Go to Familysearch (link in the sidebar) and download the free version of PAF , found on thehome page, to give you a place to write in all the basic details. The program walks you through each area. Always make a back-up copy of your research. (Computers can die and you do not want to lose all your information.)

If by some good fortune you have been given a lot of family information already take some time to organise by person and/or generation before delving into any more research. Getting organised right from the start will save you a lot of time, and often money, in the long run.

Finally. Take your time. Do a little bit at a time. You want to enjoy the process of researching your family not be overwhelmed by it all.

Thursday, February 26, 2009

Genealogy Links

I'm compiling a list of (general) web links which can be found in the side bar. This will change over time but I hope you will find them useful. I have used most of them at some point in my genealogical research.
The majority of them are specifically related to Scotland. Some are serious, some are just for fun. I will try to keep the sites as up-to-date as possible but if you notice any broken links please let me know.

Tuesday, February 24, 2009

St.Cuthberts, Edinburgh

Looking down from Edinburgh Castle. This is where William Lindsay and Euphemia Robertson were married on 20 December 1831 (in one of the earlier versions of the church). The steeple dates from 1789 but the remainder of the current building dates from 1894.

"The Beeches" - part of the back garden

My brother opening up the summer house to all his nephews 2004. Our grandmother used it to entertain any visitors she had when the weather was good.

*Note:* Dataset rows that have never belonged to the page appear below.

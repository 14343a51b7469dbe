//! HTTP request handlers
//!
//! Validation, import and fetch failures come back as 4xx/502 JSON bodies
//! and are also pushed onto the signal stream; persistence problems never
//! reach a client.

use axum::{
    body::Bytes,
    extract::{Path, State},
    http::StatusCode,
    response::{IntoResponse, Json},
};
use serde::{Deserialize, Serialize};
use swiftread_common::{text, Error, Signals};
use tokio::sync::oneshot;
use tracing::{error, info};

use crate::api::AppState;
use crate::import;
use crate::library::LibrarySummary;
use crate::playback::{ReaderCommand, SavedText, SessionSnapshot};

/// Characters of extracted text echoed back as an import preview
const PREVIEW_CHARS: usize = 200;

// ============================================================================
// Request/Response Types
// ============================================================================

#[derive(Debug, Serialize)]
pub struct StatusResponse {
    status: String,
}

impl StatusResponse {
    fn ok() -> Json<Self> {
        Json(Self {
            status: "ok".to_string(),
        })
    }
}

#[derive(Debug, Serialize)]
pub struct ErrorResponse {
    error: String,
}

#[derive(Debug, Deserialize)]
pub struct WpmRequest {
    wpm: u32,
}

#[derive(Debug, Deserialize)]
pub struct SaveRequest {
    #[serde(default)]
    title: Option<String>,
    #[serde(default)]
    text: Option<String>,
}

#[derive(Debug, Deserialize)]
pub struct ImportUrlRequest {
    url: String,
}

#[derive(Debug, Serialize)]
pub struct LibraryResponse {
    library: Vec<LibrarySummary>,
}

#[derive(Debug, Serialize)]
pub struct ImportResponse {
    success: bool,
    title: String,
    total_words: usize,
    preview: String,
}

type HandlerError = (StatusCode, Json<ErrorResponse>);

fn error_response(err: Error) -> HandlerError {
    let status = match &err {
        Error::Validation(_) => StatusCode::BAD_REQUEST,
        Error::Import(_) => StatusCode::UNPROCESSABLE_ENTITY,
        Error::Fetch(_) => StatusCode::BAD_GATEWAY,
        _ => StatusCode::INTERNAL_SERVER_ERROR,
    };
    (
        status,
        Json(ErrorResponse {
            error: err.to_string(),
        }),
    )
}

/// Submit a command to the session task.
async fn dispatch(state: &AppState, cmd: ReaderCommand) -> Result<(), HandlerError> {
    state.commands.send(cmd).await.map_err(|_| {
        error!("session task unavailable");
        error_response(Error::Internal("session task unavailable".to_string()))
    })
}

/// Submit a command carrying a reply channel and await the answer.
async fn dispatch_query<T>(
    state: &AppState,
    cmd: ReaderCommand,
    rx: oneshot::Receiver<T>,
) -> Result<T, HandlerError> {
    dispatch(state, cmd).await?;
    rx.await
        .map_err(|_| error_response(Error::Internal("session task dropped reply".to_string())))
}

// ============================================================================
// Push Channel
// ============================================================================

/// GET /events - SSE stream of signal bundles
pub async fn events(State(state): State<AppState>) -> impl IntoResponse {
    state.broadcaster.handle_sse_connection()
}

// ============================================================================
// Playback Control
// ============================================================================

/// POST /reader/start - Start or resume playback
pub async fn start(State(state): State<AppState>) -> Result<Json<StatusResponse>, HandlerError> {
    dispatch(&state, ReaderCommand::Start).await?;
    Ok(StatusResponse::ok())
}

/// POST /reader/pause - Pause and persist position
pub async fn pause(State(state): State<AppState>) -> Result<Json<StatusResponse>, HandlerError> {
    dispatch(&state, ReaderCommand::Pause).await?;
    Ok(StatusResponse::ok())
}

/// POST /reader/toggle - Keyboard pause shortcut
pub async fn toggle(State(state): State<AppState>) -> Result<Json<StatusResponse>, HandlerError> {
    dispatch(&state, ReaderCommand::Toggle).await?;
    Ok(StatusResponse::ok())
}

/// POST /reader/reset - Back to the beginning of the active text
pub async fn reset(State(state): State<AppState>) -> Result<Json<StatusResponse>, HandlerError> {
    dispatch(&state, ReaderCommand::Reset).await?;
    Ok(StatusResponse::ok())
}

/// POST /reader/faster - Increase reading speed one step
pub async fn faster(State(state): State<AppState>) -> Result<Json<StatusResponse>, HandlerError> {
    dispatch(&state, ReaderCommand::Faster).await?;
    Ok(StatusResponse::ok())
}

/// POST /reader/slower - Decrease reading speed one step
pub async fn slower(State(state): State<AppState>) -> Result<Json<StatusResponse>, HandlerError> {
    dispatch(&state, ReaderCommand::Slower).await?;
    Ok(StatusResponse::ok())
}

/// POST /reader/wpm - Set reading speed directly (clamped)
pub async fn set_wpm(
    State(state): State<AppState>,
    Json(req): Json<WpmRequest>,
) -> Result<Json<StatusResponse>, HandlerError> {
    dispatch(&state, ReaderCommand::SetWpm(req.wpm)).await?;
    Ok(StatusResponse::ok())
}

/// GET /reader/status - Session snapshot
pub async fn status(
    State(state): State<AppState>,
) -> Result<Json<SessionSnapshot>, HandlerError> {
    let (tx, rx) = oneshot::channel();
    let snapshot = dispatch_query(&state, ReaderCommand::Snapshot { reply: tx }, rx).await?;
    Ok(Json(snapshot))
}

// ============================================================================
// Library
// ============================================================================

/// GET /library - Entries sorted by case-insensitive title
pub async fn list_library(
    State(state): State<AppState>,
) -> Result<Json<LibraryResponse>, HandlerError> {
    let (tx, rx) = oneshot::channel();
    let library = dispatch_query(&state, ReaderCommand::List { reply: tx }, rx).await?;
    Ok(Json(LibraryResponse { library }))
}

/// POST /library/save - Persist the active or submitted text
pub async fn save_text(
    State(state): State<AppState>,
    Json(req): Json<SaveRequest>,
) -> Result<Json<SavedText>, HandlerError> {
    let (tx, rx) = oneshot::channel();
    let cmd = ReaderCommand::Save {
        title: req.title,
        text: req.text,
        reply: tx,
    };
    let saved = dispatch_query(&state, cmd, rx).await?.map_err(|err| {
        state
            .broadcaster
            .broadcast_lossy(Signals::new().set("error", err.to_string()));
        error_response(err)
    })?;
    Ok(Json(saved))
}

/// POST /library/load/:text_id - Make a library entry the active text
pub async fn load_text(
    State(state): State<AppState>,
    Path(text_id): Path<String>,
) -> Result<Json<SessionSnapshot>, HandlerError> {
    let (tx, rx) = oneshot::channel();
    let cmd = ReaderCommand::Load {
        text_id,
        reply: tx,
    };
    let snapshot = dispatch_query(&state, cmd, rx).await?.map_err(|err| {
        state
            .broadcaster
            .broadcast_lossy(Signals::new().set("error", err.to_string()));
        error_response(err)
    })?;
    Ok(Json(snapshot))
}

/// DELETE /library/:text_id - Remove an entry (no-op when absent)
pub async fn delete_text(
    State(state): State<AppState>,
    Path(text_id): Path<String>,
) -> Result<Json<LibraryResponse>, HandlerError> {
    let (tx, rx) = oneshot::channel();
    let cmd = ReaderCommand::Delete {
        text_id,
        reply: tx,
    };
    let library = dispatch_query(&state, cmd, rx).await?;
    Ok(Json(LibraryResponse { library }))
}

// ============================================================================
// Import Pipeline
// ============================================================================

/// POST /import/url - Fetch a web article into the session
pub async fn import_url(
    State(state): State<AppState>,
    Json(req): Json<ImportUrlRequest>,
) -> Result<Json<ImportResponse>, HandlerError> {
    let url = req.url.trim();
    let imported = import::article::import_url(url).await.map_err(|err| {
        info!("URL import failed: {}", err);
        state
            .broadcaster
            .broadcast_lossy(Signals::new().set("import_error", err.to_string()));
        error_response(err)
    })?;

    finish_import(&state, imported).await
}

/// POST /import/epub - Upload an EPUB archive into the session
pub async fn import_epub(
    State(state): State<AppState>,
    body: Bytes,
) -> Result<Json<ImportResponse>, HandlerError> {
    let imported = import::epub::extract_epub(&body).map_err(|err| {
        info!("EPUB import failed: {}", err);
        state
            .broadcaster
            .broadcast_lossy(Signals::new().set("import_error", err.to_string()));
        error_response(err)
    })?;

    finish_import(&state, imported).await
}

async fn finish_import(
    state: &AppState,
    imported: import::ImportedText,
) -> Result<Json<ImportResponse>, HandlerError> {
    let preview = text::truncate_chars(&imported.words.join(" "), PREVIEW_CHARS);
    let (tx, rx) = oneshot::channel();
    let cmd = ReaderCommand::Import {
        imported,
        reply: tx,
    };
    let snapshot = dispatch_query(state, cmd, rx).await?;

    Ok(Json(ImportResponse {
        success: true,
        title: snapshot.title.unwrap_or_default(),
        total_words: snapshot.total_words,
        preview,
    }))
}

On occasion it was slept in. Now it is used by my nephews to play in when they visit their grandparents.

"The Beeches" - interior details

Front hallway and a section of one of the fireplaces.

"The Beeches" - interior details

The cornice was hand painted by my mother.

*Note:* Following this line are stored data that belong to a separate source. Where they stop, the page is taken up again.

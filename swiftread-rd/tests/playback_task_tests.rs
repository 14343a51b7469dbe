//! Session scheduler tests
//!
//! Drives the task through its command queue and observes the signal
//! stream the way a connected client would.

use std::time::{Duration, Instant};
use serde_json::Value;
use swiftread_common::Signals;
use swiftread_rd::import::ImportedText;
use swiftread_rd::library::LibraryStore;
use swiftread_rd::playback::{PlaybackPhase, ReaderCommand, SessionSnapshot, SessionTask};
use swiftread_rd::sse::SignalBroadcaster;
use tempfile::TempDir;
use tokio::sync::{broadcast, mpsc, oneshot};

fn spawn_session(dir: &TempDir) -> (mpsc::Sender<ReaderCommand>, SignalBroadcaster) {
    let store = LibraryStore::load(dir.path().join("library.json"));
    let broadcaster = SignalBroadcaster::new(64);
    let commands = SessionTask::spawn(store, broadcaster.clone());
    (commands, broadcaster)
}

async fn next_signals(rx: &mut broadcast::Receiver<Signals>) -> Signals {
    tokio::time::timeout(Duration::from_secs(2), rx.recv())
        .await
        .expect("timed out waiting for signals")
        .expect("signal stream closed")
}

async fn snapshot(commands: &mpsc::Sender<ReaderCommand>) -> SessionSnapshot {
    let (tx, rx) = oneshot::channel();
    commands
        .send(ReaderCommand::Snapshot { reply: tx })
        .await
        .unwrap();
    rx.await.unwrap()
}

async fn import_words(
    commands: &mpsc::Sender<ReaderCommand>,
    rx: &mut broadcast::Receiver<Signals>,
    words: &[&str],
) {
    let (tx, reply) = oneshot::channel();
    commands
        .send(ReaderCommand::Import {
            imported: ImportedText {
                title: "Imported".to_string(),
                words: words.iter().map(|w| w.to_string()).collect(),
            },
            reply: tx,
        })
        .await
        .unwrap();
    reply.await.unwrap();
    // consume the import bundle
    let _ = next_signals(rx).await;
}

#[tokio::test]
async fn playback_emits_timed_frames_then_completes() {
    let dir = TempDir::new().unwrap();
    let (commands, broadcaster) = spawn_session(&dir);
    let mut rx = broadcaster.subscribe();

    import_words(&commands, &mut rx, &["a", "bb", "ccc"]).await;

    commands.send(ReaderCommand::SetWpm(600)).await.unwrap();
    let _ = next_signals(&mut rx).await; // wpm bundle

    commands.send(ReaderCommand::Start).await.unwrap();

    let mut frame_times = Vec::new();
    for expected in 1..=3u64 {
        let frame = next_signals(&mut rx).await;
        frame_times.push(Instant::now());

        assert_eq!(frame.get("current_word"), Some(&Value::from(expected)));
        assert_eq!(frame.get("total_words"), Some(&Value::from(3u64)));
        assert_eq!(frame.get("running"), Some(&Value::from(true)));
        assert_eq!(frame.get("wpm"), Some(&Value::from(600u32)));

        let progress = frame.get("progress").and_then(Value::as_f64).unwrap();
        assert!((progress - expected as f64 / 3.0).abs() < 1e-9);

        // the split reassembles the word
        let word = frame.get("word").and_then(Value::as_str).unwrap();
        let rebuilt = format!(
            "{}{}{}",
            frame.get("before").and_then(Value::as_str).unwrap(),
            frame.get("orp").and_then(Value::as_str).unwrap(),
            frame.get("after").and_then(Value::as_str).unwrap(),
        );
        assert_eq!(rebuilt, word);
    }

    // words are spaced by at least roughly 60/600 seconds
    for pair in frame_times.windows(2) {
        let gap = pair[1] - pair[0];
        assert!(gap >= Duration::from_millis(90), "gap was {:?}", gap);
    }

    let done = next_signals(&mut rx).await;
    assert_eq!(done.get("completed"), Some(&Value::from(true)));
    assert_eq!(done.get("running"), Some(&Value::from(false)));
    assert_eq!(done.get("progress").and_then(Value::as_f64), Some(1.0));

    let snap = snapshot(&commands).await;
    assert_eq!(snap.phase, PlaybackPhase::Completed);
    assert_eq!(snap.position, 3);
    assert!(!snap.running);
}

#[tokio::test]
async fn start_with_no_words_reports_not_running() {
    let dir = TempDir::new().unwrap();
    let (commands, broadcaster) = spawn_session(&dir);
    let mut rx = broadcaster.subscribe();

    commands.send(ReaderCommand::Start).await.unwrap();
    let signals = next_signals(&mut rx).await;
    assert_eq!(signals.get("running"), Some(&Value::from(false)));
    assert!(signals.get("current_word").is_none());

    let snap = snapshot(&commands).await;
    assert_eq!(snap.phase, PlaybackPhase::Idle);
}

#[tokio::test]
async fn second_start_is_ignored_while_playing() {
    let dir = TempDir::new().unwrap();
    let (commands, broadcaster) = spawn_session(&dir);
    let mut rx = broadcaster.subscribe();

    import_words(&commands, &mut rx, &["a", "bb", "ccc"]).await;

    // 50 wpm -> 1.2s per word, so only the first frame can arrive quickly
    commands.send(ReaderCommand::SetWpm(50)).await.unwrap();
    let _ = next_signals(&mut rx).await;

    commands.send(ReaderCommand::Start).await.unwrap();
    commands.send(ReaderCommand::Start).await.unwrap();

    let first = next_signals(&mut rx).await;
    assert_eq!(first.get("current_word"), Some(&Value::from(1u64)));

    // No duplicate frame shows up from the second start
    let extra = tokio::time::timeout(Duration::from_millis(300), rx.recv()).await;
    assert!(extra.is_err(), "unexpected extra frame: {:?}", extra);

    let snap = snapshot(&commands).await;
    assert_eq!(snap.position, 1);
    assert!(snap.running);
}

#[tokio::test]
async fn commands_mid_word_do_not_stretch_the_word_delay() {
    let dir = TempDir::new().unwrap();
    let (commands, broadcaster) = spawn_session(&dir);
    let mut rx = broadcaster.subscribe();

    import_words(&commands, &mut rx, &["a", "bb", "ccc"]).await;

    // 100 wpm -> 600ms per word
    commands.send(ReaderCommand::SetWpm(100)).await.unwrap();
    let _ = next_signals(&mut rx).await;

    commands.send(ReaderCommand::Start).await.unwrap();
    let first = next_signals(&mut rx).await;
    assert_eq!(first.get("current_word"), Some(&Value::from(1u64)));
    let first_at = Instant::now();

    // Queries landing mid-word must not restart the word clock
    tokio::time::sleep(Duration::from_millis(200)).await;
    snapshot(&commands).await;
    tokio::time::sleep(Duration::from_millis(200)).await;
    snapshot(&commands).await;

    let second = next_signals(&mut rx).await;
    let gap = first_at.elapsed();
    assert_eq!(second.get("current_word"), Some(&Value::from(2u64)));
    assert!(gap >= Duration::from_millis(500), "gap was {:?}", gap);
    // Re-arming the full delay after each query would push this past 1s
    assert!(gap < Duration::from_millis(950), "gap was {:?}", gap);
}

#[tokio::test]
async fn pause_is_idempotent() {
    let dir = TempDir::new().unwrap();
    let (commands, broadcaster) = spawn_session(&dir);
    let mut rx = broadcaster.subscribe();

    import_words(&commands, &mut rx, &["a", "bb", "ccc", "dddd"]).await;
    commands.send(ReaderCommand::SetWpm(50)).await.unwrap();
    let _ = next_signals(&mut rx).await;

    commands.send(ReaderCommand::Start).await.unwrap();
    let _ = next_signals(&mut rx).await; // first word

    commands.send(ReaderCommand::Pause).await.unwrap();
    let _ = next_signals(&mut rx).await;
    let once = snapshot(&commands).await;
    assert!(!once.running);
    assert_eq!(once.position, 1);

    commands.send(ReaderCommand::Pause).await.unwrap();
    let _ = next_signals(&mut rx).await;
    let twice = snapshot(&commands).await;
    assert!(!twice.running);
    assert_eq!(twice.position, once.position);
}

#[tokio::test]
async fn toggle_pauses_but_does_not_resume() {
    let dir = TempDir::new().unwrap();
    let (commands, broadcaster) = spawn_session(&dir);
    let mut rx = broadcaster.subscribe();

    import_words(&commands, &mut rx, &["a", "bb", "ccc"]).await;
    commands.send(ReaderCommand::SetWpm(50)).await.unwrap();
    let _ = next_signals(&mut rx).await;

    commands.send(ReaderCommand::Start).await.unwrap();
    let _ = next_signals(&mut rx).await;

    commands.send(ReaderCommand::Toggle).await.unwrap();
    let _ = next_signals(&mut rx).await;
    assert!(!snapshot(&commands).await.running);

    // Toggling again while paused stays paused
    commands.send(ReaderCommand::Toggle).await.unwrap();
    assert!(!snapshot(&commands).await.running);
}

#[tokio::test]
async fn wpm_commands_stay_clamped() {
    let dir = TempDir::new().unwrap();
    let (commands, _broadcaster) = spawn_session(&dir);

    for _ in 0..50 {
        commands.send(ReaderCommand::Faster).await.unwrap();
    }
    assert_eq!(snapshot(&commands).await.wpm, 2000);

    for _ in 0..100 {
        commands.send(ReaderCommand::Slower).await.unwrap();
    }
    assert_eq!(snapshot(&commands).await.wpm, 50);

    commands.send(ReaderCommand::SetWpm(0)).await.unwrap();
    assert_eq!(snapshot(&commands).await.wpm, 50);

    commands.send(ReaderCommand::SetWpm(999_999)).await.unwrap();
    assert_eq!(snapshot(&commands).await.wpm, 2000);
}

#[tokio::test]
async fn reset_returns_to_start_and_clears_display() {
    let dir = TempDir::new().unwrap();
    let (commands, broadcaster) = spawn_session(&dir);
    let mut rx = broadcaster.subscribe();

    import_words(&commands, &mut rx, &["a", "bb", "ccc"]).await;
    commands.send(ReaderCommand::SetWpm(50)).await.unwrap();
    let _ = next_signals(&mut rx).await;

    commands.send(ReaderCommand::Start).await.unwrap();
    let _ = next_signals(&mut rx).await;

    commands.send(ReaderCommand::Reset).await.unwrap();
    let signals = next_signals(&mut rx).await;
    assert_eq!(signals.get("word"), Some(&Value::from("")));
    assert_eq!(signals.get("progress").and_then(Value::as_f64), Some(0.0));
    assert_eq!(signals.get("current_word"), Some(&Value::from(0u64)));
    assert_eq!(signals.get("completed"), Some(&Value::from(false)));

    let snap = snapshot(&commands).await;
    assert_eq!(snap.position, 0);
    assert!(!snap.running);
    assert_eq!(snap.phase, PlaybackPhase::Ready);
}

#[tokio::test]
async fn save_then_load_roundtrips_session_state() {
    let dir = TempDir::new().unwrap();
    let (commands, broadcaster) = spawn_session(&dir);
    let mut rx = broadcaster.subscribe();

    import_words(&commands, &mut rx, &["one", "two", "three", "four", "five", "six"]).await;

    let (tx, reply) = oneshot::channel();
    commands
        .send(ReaderCommand::Save {
            title: Some("My Text".to_string()),
            text: None,
            reply: tx,
        })
        .await
        .unwrap();
    let saved = reply.await.unwrap().unwrap();
    let _ = next_signals(&mut rx).await; // save bundle
    assert_eq!(saved.total_words, 6);
    assert_eq!(saved.library.len(), 1);
    assert_eq!(saved.library[0].title, "My Text");

    let (tx, reply) = oneshot::channel();
    commands
        .send(ReaderCommand::Load {
            text_id: saved.text_id.clone(),
            reply: tx,
        })
        .await
        .unwrap();
    let snap = reply.await.unwrap().unwrap();
    assert_eq!(snap.text_id.as_deref(), Some(saved.text_id.as_str()));
    assert_eq!(snap.total_words, 6);
    assert_eq!(snap.position, 0);
    assert!(!snap.running);
}

#[tokio::test]
async fn save_without_title_uses_pending_import_title() {
    let dir = TempDir::new().unwrap();
    let (commands, broadcaster) = spawn_session(&dir);
    let mut rx = broadcaster.subscribe();

    import_words(&commands, &mut rx, &["one", "two", "three", "four", "five"]).await;

    let (tx, reply) = oneshot::channel();
    commands
        .send(ReaderCommand::Save {
            title: None,
            text: None,
            reply: tx,
        })
        .await
        .unwrap();
    let saved = reply.await.unwrap().unwrap();
    assert_eq!(saved.title, "Imported");
}

#[tokio::test]
async fn save_of_short_text_is_rejected() {
    let dir = TempDir::new().unwrap();
    let (commands, _broadcaster) = spawn_session(&dir);

    let (tx, reply) = oneshot::channel();
    commands
        .send(ReaderCommand::Save {
            title: Some("T".to_string()),
            text: Some("one two three".to_string()),
            reply: tx,
        })
        .await
        .unwrap();
    assert!(reply.await.unwrap().is_err());
}

#[tokio::test]
async fn load_of_unknown_id_fails() {
    let dir = TempDir::new().unwrap();
    let (commands, _broadcaster) = spawn_session(&dir);

    let (tx, reply) = oneshot::channel();
    commands
        .send(ReaderCommand::Load {
            text_id: "missing".to_string(),
            reply: tx,
        })
        .await
        .unwrap();
    assert!(reply.await.unwrap().is_err());
}

#[tokio::test]
async fn deleting_active_text_clears_the_session() {
    let dir = TempDir::new().unwrap();
    let (commands, broadcaster) = spawn_session(&dir);
    let mut rx = broadcaster.subscribe();

    import_words(&commands, &mut rx, &["one", "two", "three", "four", "five"]).await;

    let (tx, reply) = oneshot::channel();
    commands
        .send(ReaderCommand::Save {
            title: Some("Doomed".to_string()),
            text: None,
            reply: tx,
        })
        .await
        .unwrap();
    let saved = reply.await.unwrap().unwrap();
    let _ = next_signals(&mut rx).await;

    let (tx, reply) = oneshot::channel();
    commands
        .send(ReaderCommand::Delete {
            text_id: saved.text_id,
            reply: tx,
        })
        .await
        .unwrap();
    let library = reply.await.unwrap();
    assert!(library.is_empty());

    let snap = snapshot(&commands).await;
    assert_eq!(snap.text_id, None);
    assert_eq!(snap.total_words, 0);
    assert_eq!(snap.phase, PlaybackPhase::Idle);
}

#[tokio::test]
async fn pause_persists_position_into_the_library_file() {
    let dir = TempDir::new().unwrap();
    let (commands, broadcaster) = spawn_session(&dir);
    let mut rx = broadcaster.subscribe();

    import_words(&commands, &mut rx, &["one", "two", "three", "four", "five"]).await;

    let (tx, reply) = oneshot::channel();
    commands
        .send(ReaderCommand::Save {
            title: Some("Persisted".to_string()),
            text: None,
            reply: tx,
        })
        .await
        .unwrap();
    let saved = reply.await.unwrap().unwrap();
    let _ = next_signals(&mut rx).await;

    commands.send(ReaderCommand::SetWpm(50)).await.unwrap();
    let _ = next_signals(&mut rx).await;
    commands.send(ReaderCommand::Start).await.unwrap();
    let _ = next_signals(&mut rx).await; // first word
    commands.send(ReaderCommand::Pause).await.unwrap();
    let _ = next_signals(&mut rx).await;

    // A fresh store reading the same file sees the paused position and wpm
    let reloaded = LibraryStore::load(dir.path().join("library.json"));
    let entry = reloaded.get(&saved.text_id).expect("entry persisted");
    assert_eq!(entry.position, 1);
    assert_eq!(entry.wpm, 50);
}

"The Beeches" exterior details

Tuesday, February 17, 2009

The 4 siblings

We were visiting my parents around the time of my husband's birthday in 2004 . We had a party and this is one of the last photographs taken of my brothers and myself together. It's in the back garden in front of "my" tree and what had been "my" studio when I was at college :) David (pale blue sweater) died in 2006.

"The Beeches"

This is the house my parents live in. They bought it a few months before my 7th birthday. It was built @ 1883 and they are the 4th owners. It still has a lot of the original Victorian details and is in an historical district.

Saturday, February 14, 2009


This blog will give me a place to post pictures and stories about my Scottish ancestors.

Thus far many years of effort have gone into collecting all the information I own (some copyrighted.) Family members, friends and sometimes complete strangers, have assisted me in my research.

I am currently writing documented social histories related to the 4 main branches of my family. McEwan is almost completed. Hall, Lindsay and Colville are in process. I have an historian assisting with proofing which is of immense help.